Well, then, it may very well be broken but it could also be bruised and just sagging. Does anything feel swollen?

Pidgey


----------



## Maddox (Mar 10, 2008)

Chris said he didn't feel any swelling, but he doesn't feel really confident about that since he's never handled a bird before. More than anything, he said, he was struck by how limp it felt.

I'm wondering if he's eating and drinking. He seems so terrified I hate to keep messing with him, but I've tried to get the food closer to him and I don't think he's going for it at all. I don't think I've mentioned that he's taken to one corner of the carrier and hasn't moved from that spot.


----------



## Pidgey (May 20, 2005)

I can imagine. He oughta' be in some shock at the moment. They can often go a few days without food in such circumstances so just give him water, dim light and a little time to get used to his new condition. He's not going to starve to death in the next few hours.

Pidgey


----------



## Maddox (Mar 10, 2008)

I never saw a reply from Terry about possible help nearby. The little guy seems ok for the night and we're turning in as well. I'll check back tomorrow morning to see if Terry's posted and to give an update on our guy.


----------



## TAWhatley (Mar 6, 2001)

*Nearby Pigeon Savvy Vet ..*

Hi Maddox,

Here is a local vet that is pigeon savvy and the one that our members in your area use:

Capri Plaza Pet Clinic
19582 Ventura Blvd
Tarzana, Ca 91356
(818) 881-6344
Fax (818) 881-4384
Yoko Tamura, D.V.M.
special interest in avian medicine

Mon- 8-6
Tue-?
Wed-8-8
Thur-8-6
Fri-8-6
Sat-9-3
Sun-closed

I hate to stick you with a vet bill, but if I'm not able to get in touch with one of the members in your area, then this might be your best bet.

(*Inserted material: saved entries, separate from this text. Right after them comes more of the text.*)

//! Graph construction from a weighted edge table.
//!
//! # Overview
//!
//! [`CooccurrenceGraph::from_table`] keeps the edges of an [`EdgeTable`]
//! whose weight is strictly greater than `min_weight` and builds a
//! [`petgraph`] undirected graph from them. Nodes are derived from the
//! surviving edges only, so an entity whose every edge was filtered out is
//! not part of the graph.
//!
//! Nodes are inserted in ascending name order, so `NodeIndex` order and
//! [`CooccurrenceGraph::nodes`] agree and every traversal is reproducible.
//!
//! ## Cache Invalidation
//!
//! The graph carries a content hash of the retained edge set (BLAKE3 of the
//! sorted `(a, b, weight)` list). Two graphs with the same hash have the same
//! nodes, edges and weights.

#![allow(clippy::module_name_repetitions)]

use std::collections::HashMap;

use cooc_core::aggregate::EdgeTable;
use petgraph::graph::{NodeIndex, UnGraph};
use petgraph::visit::EdgeRef;
use serde::Serialize;
use tracing::{debug, instrument};

// ---------------------------------------------------------------------------
// CooccurrenceGraph
// ---------------------------------------------------------------------------

/// A neighbor of a node and the weight of the edge leading to it.
#[derive(Debug, Clone, PartialEq, Eq, Serialize)]
pub struct Neighbor {
    pub name: String,
    pub weight: u64,
}

/// An undirected weighted co-occurrence graph.
///
/// Nodes are canonical entity names, edge weights are co-occurrence counts.
/// There are no self-loops, no parallel edges and no isolated nodes.
/// Immutable once built: a different threshold means a new graph.
#[derive(Debug, Clone)]
pub struct CooccurrenceGraph {
    graph: UnGraph<String, u64>,
    node_map: HashMap<String, NodeIndex>,
    min_weight: u64,
    content_hash: String,
}

impl CooccurrenceGraph {
    /// Build the graph from the edges of `table` with `weight > min_weight`.
    #[must_use]
    #[instrument(skip(table), fields(table_edges = table.len()))]
    pub fn from_table(table: &EdgeTable, min_weight: u64) -> Self {
        let kept = table.filtered(min_weight);

        // BTreeSet: ascending name order.
        let names = kept.nodes();
        let mut graph = UnGraph::<String, u64>::with_capacity(names.len(), kept.len());
        let mut node_map: HashMap<String, NodeIndex> = HashMap::with_capacity(names.len());
        for name in names {
            let idx = graph.add_node(name.to_string());
            node_map.insert(name.to_string(), idx);
        }

        let mut hasher = blake3::Hasher::new();
        for (edge, weight) in kept.iter() {
            let (a, b) = edge.endpoints();
            // Both endpoints were inserted above.
            if let (Some(&ia), Some(&ib)) = (node_map.get(a), node_map.get(b)) {
                graph.add_edge(ia, ib, weight);
            }
            hasher.update(a.as_bytes());
            hasher.update(b"\x00");
            hasher.update(b.as_bytes());
            hasher.update(b"\x00");
            hasher.update(&weight.to_le_bytes());
        }
        let content_hash = format!("blake3:{}", hasher.finalize());

        debug!(
            nodes = graph.node_count(),
            edges = graph.edge_count(),
            dropped = table.len() - kept.len(),
            "built co-occurrence graph"
        );

        Self {
            graph,
            node_map,
            min_weight,
            content_hash,
        }
    }

    /// Number of entities in the graph.
    #[must_use]
    pub fn node_count(&self) -> usize {
        self.graph.node_count()
    }

    /// Number of retained edges.
    #[must_use]
    pub fn edge_count(&self) -> usize {
        self.graph.edge_count()
    }

    /// `true` if no edge survived the threshold.
    #[must_use]
    pub fn is_empty(&self) -> bool {
        self.graph.node_count() == 0
    }

    /// Threshold the graph was built with.
    #[must_use]
    pub const fn min_weight(&self) -> u64 {
        self.min_weight
    }

    /// BLAKE3 hash of the retained edge set, prefixed with `blake3:`.
    #[must_use]
    pub fn content_hash(&self) -> &str {
        &self.content_hash
    }

    /// Underlying petgraph graph, for the metrics.
    #[must_use]
    pub const fn inner(&self) -> &UnGraph<String, u64> {
        &self.graph
    }

    /// Node names in ascending order (also `NodeIndex` order).
    #[must_use]
    pub fn nodes(&self) -> Vec<&str> {
        self.graph.node_weights().map(String::as_str).collect()
    }

    /// `true` if `name` is a node of the graph.
    #[must_use]
    pub fn contains_node(&self, name: &str) -> bool {
        self.node_map.contains_key(name)
    }

    /// Look up the `NodeIndex` for an entity name.
    #[must_use]
    pub fn node_index(&self, name: &str) -> Option<NodeIndex> {
        self.node_map.get(name).copied()
    }

    /// Entity name of a node.
    #[must_use]
    pub fn name(&self, idx: NodeIndex) -> Option<&str> {
        self.graph.node_weight(idx).map(String::as_str)
    }

    /// Neighbors of `name` with edge weights, sorted by neighbor name.
    ///
    /// Returns `None` if `name` is not a node.
    #[must_use]
    pub fn neighbors(&self, name: &str) -> Option<Vec<Neighbor>> {
        let idx = self.node_index(name)?;
        let mut out: Vec<Neighbor> = self
            .graph
            .edges(idx)
            .filter_map(|edge| {
                let other = if edge.source() == idx {
                    edge.target()
                } else {
                    edge.source()
                };
                self.name(other).map(|n| Neighbor {
                    name: n.to_string(),
                    weight: *edge.weight(),
                })
            })
            .collect();
        out.sort_by(|x, y| x.name.cmp(&y.name));
        Some(out)
    }

    /// Number of neighbors of `name`, or `None` if it is not a node.
    #[must_use]
    pub fn degree(&self, name: &str) -> Option<usize> {
        self.node_index(name)
            .map(|idx| self.graph.neighbors(idx).count())
    }

    /// Weight of the edge between `a` and `b` in either orientation.
    #[must_use]
    pub fn edge_weight(&self, a: &str, b: &str) -> Option<u64> {
        let ia = self.node_index(a)?;
        let ib = self.node_index(b)?;
        let edge = self.graph.find_edge(ia, ib)?;
        self.graph.edge_weight(edge).copied()
    }

    /// Sum of all retained edge weights.
    #[must_use]
    pub fn total_weight(&self) -> u64 {
        self.graph
            .edge_weights()
            .fold(0_u64, |acc, w| acc.saturating_add(*w))
    }
}

// ---------------------------------------------------------------------------
// Tests
// ---------------------------------------------------------------------------
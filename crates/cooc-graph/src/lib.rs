#![forbid(unsafe_code)]
//! cooc-graph library.
//!
//! Builds the undirected weighted co-occurrence graph from an edge table and
//! computes degree, betweenness and eigenvector centrality over it.
//!
//! # Conventions
//!
//! - **Errors**: `thiserror` enums (`EigenvectorError`, `CentralityError`)
//!   mapped to `cooc_core::error::ErrorCode`.
//! - **Logging**: Use `tracing` macros (`info!`, `warn!`, `debug!`).

pub mod graph;
pub mod metrics;
pub mod rank;
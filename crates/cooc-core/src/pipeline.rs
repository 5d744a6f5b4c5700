//! Corpus → edge table.
//!
//! Per document: subset check, mentions (stored or extracted), entity-type
//! filter, normalization, edge building. Documents are processed on the
//! rayon pool through [`aggregate_par_with`]; each worker keeps a partial
//! [`EdgeTable`] and a partial [`CorpusSummary`] and the partials are merged
//! at the end.

use serde::Serialize;
use tracing::{info, instrument, warn};

use crate::aggregate::{EdgeTable, aggregate_par_with};
use crate::corpus::{Document, Subset};
use crate::edges::{Edge, MentionPolicy, build_edges};
use crate::extract::{EntityExtractor, PERSON, mentions_of_kind};
use crate::normalize::Normalizer;

/// Knobs for [`build_edge_table`].
#[derive(Debug, Clone, PartialEq, Eq)]
pub struct PipelineOptions {
    pub subset: Subset,
    /// Entity type to keep, e.g. `PERSON`.
    pub kind: String,
    pub policy: MentionPolicy,
}

impl Default for PipelineOptions {
    fn default() -> Self {
        Self {
            subset: Subset::All,
            kind: PERSON.to_string(),
            policy: MentionPolicy::default(),
        }
    }
}

/// Counts gathered while building an edge table.
#[derive(Debug, Clone, Copy, Default, PartialEq, Eq, Serialize)]
pub struct CorpusSummary {
    /// Documents in the corpus.
    pub documents: usize,
    /// Documents inside the subset.
    pub selected: usize,
    /// Selected documents with at least one kept mention.
    pub with_entities: usize,
    /// Kept mentions after normalization.
    pub mentions: usize,
    /// Co-occurrence events counted (sum of all edge weights).
    pub edge_instances: usize,
    /// Distinct edges in the resulting table.
    pub distinct_edges: usize,
}

impl CorpusSummary {
    /// Sum two partial summaries.
    #[must_use]
    pub const fn merge(self, other: Self) -> Self {
        Self {
            documents: self.documents + other.documents,
            selected: self.selected + other.selected,
            with_entities: self.with_entities + other.with_entities,
            mentions: self.mentions + other.mentions,
            edge_instances: self.edge_instances + other.edge_instances,
            distinct_edges: self.distinct_edges + other.distinct_edges,
        }
    }
}

fn process_document(
    doc: &Document,
    extractor: &dyn EntityExtractor,
    normalizer: &Normalizer,
    options: &PipelineOptions,
    summary: &mut CorpusSummary,
) -> Vec<Edge> {
    if !options.subset.matches(doc) {
        return Vec::new();
    }
    summary.selected += 1;

    let mentions = doc.mentions(extractor);
    let names = normalizer.normalize_all(&mentions_of_kind(&mentions, &options.kind));
    if names.is_empty() {
        return Vec::new();
    }
    summary.with_entities += 1;
    summary.mentions += names.len();

    let edges = build_edges(&names, options.policy);
    summary.edge_instances += edges.len();
    edges
}

/// Build the weighted edge table for the selected documents of a corpus.
///
/// The result does not depend on document order or on how rayon splits
/// the work.
#[instrument(skip_all, fields(documents = documents.len(), subset = %options.subset, policy = %options.policy))]
pub fn build_edge_table(
    documents: &[Document],
    extractor: &dyn EntityExtractor,
    normalizer: &Normalizer,
    options: &PipelineOptions,
) -> (EdgeTable, CorpusSummary) {
    let (table, mut summary) = aggregate_par_with(
        documents,
        |doc, summary: &mut CorpusSummary| {
            process_document(doc, extractor, normalizer, options, summary)
        },
        CorpusSummary::merge,
    );

    summary.documents = documents.len();
    summary.distinct_edges = table.len();

    if summary.selected == 0 && !documents.is_empty() {
        warn!(subset = %options.subset, "no document matched the subset");
    }
    info!(
        selected = summary.selected,
        with_entities = summary.with_entities,
        edges = summary.distinct_edges,
        "built edge table"
    );
    (table, summary)
}

// ---------------------------------------------------------------------------
// Tests
// ---------------------------------------------------------------------------

#[cfg(test)]
mod tests {
    use super::*;
    use crate::extract::{Gazetteer, Mention};
    use crate::normalize::AliasTable;

    fn normalizer() -> Normalizer {
        let aliases = AliasTable::from_pairs([
            ("Trump", "Donald Trump"),
            ("Obama", "Barack Obama"),
        ])
        .expect("no conflicts");
        Normalizer::with_default_strip(aliases)
    }

    fn gazetteer() -> Gazetteer {
        Gazetteer::new(["Trump", "Obama", "Clinton", "Donald Trump", "Barack Obama"], PERSON)
    }

    fn corpus() -> Vec<Document> {
        vec![
            Document::text("1", Some("FAKE"), "Trump attacked Obama."),
            Document::text("2", Some("REAL"), "Donald Trump and Barack Obama met Clinton."),
            Document::text("3", Some("REAL"), "Nobody here."),
            Document::annotated(
                "4",
                Some("FAKE"),
                vec![Mention::person("Obama:"), Mention::new("Ohio", "GPE"), Mention::person("Trump")],
            ),
        ]
    }

    #[test]
    fn aliases_merge_into_one_edge() {
        let (table, summary) =
            build_edge_table(&corpus(), &gazetteer(), &normalizer(), &PipelineOptions::default());
        assert_eq!(table.weight("Barack Obama", "Donald Trump"), 3);
        assert_eq!(table.weight("Clinton", "Donald Trump"), 1);
        assert_eq!(table.weight("Barack Obama", "Clinton"), 1);
        assert_eq!(table.len(), 3);
        assert_eq!(
            summary,
            CorpusSummary {
                documents: 4,
                selected: 4,
                with_entities: 3,
                mentions: 7,
                edge_instances: 5,
                distinct_edges: 3,
            }
        );
    }

    #[test]
    fn subset_restricts_documents() {
        let options = PipelineOptions {
            subset: Subset::Label("FAKE".to_string()),
            ..PipelineOptions::default()
        };
        let (table, summary) = build_edge_table(&corpus(), &gazetteer(), &normalizer(), &options);
        assert_eq!(summary.selected, 2);
        assert_eq!(table.len(), 1);
        assert_eq!(table.weight("Barack Obama", "Donald Trump"), 2);
    }

    #[test]
    fn other_entity_types_are_ignored() {
        let docs = vec![Document::annotated(
            "1",
            None,
            vec![Mention::new("Ohio", "GPE"), Mention::new("Texas", "GPE")],
        )];
        let (table, summary) =
            build_edge_table(&docs, &gazetteer(), &normalizer(), &PipelineOptions::default());
        assert!(table.is_empty());
        assert_eq!(summary.with_entities, 0);

        let gpe = PipelineOptions {
            kind: "GPE".to_string(),
            ..PipelineOptions::default()
        };
        let (table, _) = build_edge_table(&docs, &gazetteer(), &normalizer(), &gpe);
        assert_eq!(table.weight("Ohio", "Texas"), 1);
    }

    #[test]
    fn document_policy_counts_each_pair_once() {
        let docs = vec![Document::text("1", None, "Trump, Obama, Trump, Obama")];
        let mentions = PipelineOptions::default();
        let documents = PipelineOptions {
            policy: MentionPolicy::PerDocument,
            ..PipelineOptions::default()
        };
        let (per_mention, _) = build_edge_table(&docs, &gazetteer(), &normalizer(), &mentions);
        let (per_doc, _) = build_edge_table(&docs, &gazetteer(), &normalizer(), &documents);
        assert_eq!(per_mention.weight("Barack Obama", "Donald Trump"), 4);
        assert_eq!(per_doc.weight("Barack Obama", "Donald Trump"), 1);
    }

    #[test]
    fn empty_corpus_gives_empty_summary() {
        let (table, summary) =
            build_edge_table(&[], &gazetteer(), &normalizer(), &PipelineOptions::default());
        assert!(table.is_empty());
        assert_eq!(summary, CorpusSummary::default());
    }
}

I am happy to take the bird and get it whatever care is needed, but it would need to be transported to me in Lake Forest. We're about 70 miles one way from each other. Think about what you would like to do and let me/us know.

Bless you for assisting this injured pigeon!

Terry


----------



## TAWhatley (Mar 6, 2001)

Maddox,

Yes .. the bird is scared, injured, possibly in pain .. you are right .. give him/her a chance to settle in and figure out that you are not the biggest predator on the planet. Tomorrow is plenty of time to be trying to do anything here .. IMO.

Terry


----------



## Maddox (Mar 10, 2008)

Terry, thanks for your reply. I'm unsure right now as to what to do. We're getting into bad territory for me. I had a very personal, very traumatic experience trying to save a bird several years ago. It was that vet that I took him too (what are the odds). It's why I didn't immediately go to a vet yesterday.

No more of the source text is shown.